REPUBLIKA.CO.ID, JAKARTA -- Kekalahan tipis 0-1 dari Korea Selatan U-23 pada laga terakhir Grup J Kualifikasi Piala Asia U-23 memang memupus harapan timnas Indonesia U-23 menuju putaran final turnamen tahun depan. Namun, bagi pengamat sepak bola Tommy Welly, hasil tersebut bukanlah cerminan dari performa yang mengecewakan.
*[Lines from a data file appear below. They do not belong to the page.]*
//! EDIFACT syntax definitions and delimiter handling
//!
//! DELFOR files from the supported partners always use the default
//! service characters, so separators are fixed and a leading UNA service
//! string advice is skipped rather than interpreted.

use std::borrow::Cow;

/// Default EDIFACT separators
pub const DEFAULT_COMPONENT_SEPARATOR: u8 = b':';
pub const DEFAULT_ELEMENT_SEPARATOR: u8 = b'+';
pub const DEFAULT_RELEASE_CHARACTER: u8 = b'?';
pub const DEFAULT_SEGMENT_TERMINATOR: u8 = b'\'';

/// Length of a UNA service string advice, terminator included
pub const UNA_LENGTH: usize = 9;

/// Separators used for splitting EDIFACT text
#[derive(Debug, Clone, Copy, PartialEq, Eq)]
pub struct Separators {
    /// Component separator (default ':')
    pub component: u8,
    /// Element separator (default '+')
    pub element: u8,
    /// Release character (default '?')
    pub release: u8,
    /// Segment terminator (default '\'')
    pub segment: u8,
}

impl Default for Separators {
    fn default() -> Self {
        Self {
            component: DEFAULT_COMPONENT_SEPARATOR,
            element: DEFAULT_ELEMENT_SEPARATOR,
            release: DEFAULT_RELEASE_CHARACTER,
            segment: DEFAULT_SEGMENT_TERMINATOR,
        }
    }
}

impl Separators {
    /// Split `data` on `delimiter`, ignoring delimiters preceded by the
    /// release character. Pieces keep their release characters.
    pub fn split<'a>(&self, data: &'a str, delimiter: u8) -> Vec<&'a str> {
        let mut buffer = SyntaxBuffer::new(data, self.release);
        let mut pieces = Vec::new();
        while let Some(piece) = buffer.read_until(delimiter) {
            pieces.push(piece);
        }
        pieces
    }

    /// Remove release characters, keeping the characters they escape.
    pub fn unescape<'a>(&self, raw: &'a str) -> Cow<'a, str> {
        let release = char::from(self.release);
        if !raw.contains(release) {
            return Cow::Borrowed(raw);
        }

        let mut value = String::with_capacity(raw.len());
        let mut released = false;
        for ch in raw.chars() {
            if released {
                value.push(ch);
                released = false;
            } else if ch == release {
                released = true;
            } else {
                value.push(ch);
            }
        }
        Cow::Owned(value)
    }
}

/// Cursor over EDIFACT text with release character handling.
///
/// All separators are ASCII, so every split point is also a UTF-8 char
/// boundary and the returned pieces are plain `&str` slices.
pub struct SyntaxBuffer<'a> {
    data: &'a str,
    pos: usize,
    release: u8,
    exhausted: bool,
}

impl<'a> SyntaxBuffer<'a> {
    /// Create a buffer over `data`
    pub fn new(data: &'a str, release: u8) -> Self {
        Self {
            data,
            pos: 0,
            release,
            exhausted: false,
        }
    }

    /// Current byte offset
    pub fn position(&self) -> usize {
        self.pos
    }

    /// Check if all input has been handed out
    pub fn is_empty(&self) -> bool {
        self.exhausted
    }

    /// Read up to the next unreleased `delimiter` and consume it.
    ///
    /// The remainder after the last delimiter is returned once as a final
    /// (possibly empty) piece; after that `None` is returned.
    pub fn read_until(&mut self, delimiter: u8) -> Option<&'a str> {
        if self.exhausted {
            return None;
        }

        let bytes = self.data.as_bytes();
        let start = self.pos;
        let mut released = false;

        while self.pos < bytes.len() {
            let byte = bytes[self.pos];
            if released {
                released = false;
            } else if byte == self.release {
                released = true;
            } else if byte == delimiter {
                let piece = &self.data[start..self.pos];
                self.pos += 1;
                return Some(piece);
            }
            self.pos += 1;
        }

        self.exhausted = true;
        Some(&self.data[start..])
    }
}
"Tim ini bermain dengan semangat tinggi, melakukan perubahan formasi demi mencetak gol, dan bahkan menguasai jalannya pertandingan. Kekalahan ini tidak bisa dijadikan satu-satunya parameter untuk menilai kualitas mereka," ujar Towel, sapaan akrabnya di Jakarta, Rabu (10/9/2025).
Ia menolak membandingkan pencapaian timnas u-23 tahun ini dengan prestasi gemilang di Piala Asia U-23 2024, ketika Indonesia berhasil menembus babak semifinal. Termasuk mengalahkan Korsel, lewat adu penalti di perempat final. Menurutnya, perbedaan pelatih, komposisi pemain, dan durasi persiapan menjadi faktor signifikan yang memengaruhi hasil.
"Coach Gerald Vanenburg baru memegang kendali pada Januari 2025. Waktu yang tersedia sangat terbatas, berbeda dengan Shin Tae-yong yang membangun tim selama empat tahun dengan dukungan pemain diaspora seperti Ivar Jenner, Justin Hubner, dan Rafael Struick," jelasnya.
Meski hanya diperkuat satu pemain diaspora, Jens Raven, dan mayoritas pemain yang minim jam terbang di Liga 1, Towel menilai Garuda Muda tetap tampil kompetitif. "Level permainan kita tidak jauh tertinggal dari Korea Selatan. Ini sinyal positif bahwa kita sudah berada di jalur yang tepat," katanya.
Ia juga menyoroti mentalitas para pemain yang tak lagi inferior saat menghadapi tim-tim besar Asia. "Hokky Caraka dan Cahya Supriadi menunjukkan bahwa mereka bisa bersaing. Yang perlu ditingkatkan adalah penyelesaian akhir. Hal ini harus dilakukan pemain untuk terus gali potensi diri dan memperbaiki diri sendiri," kata dia.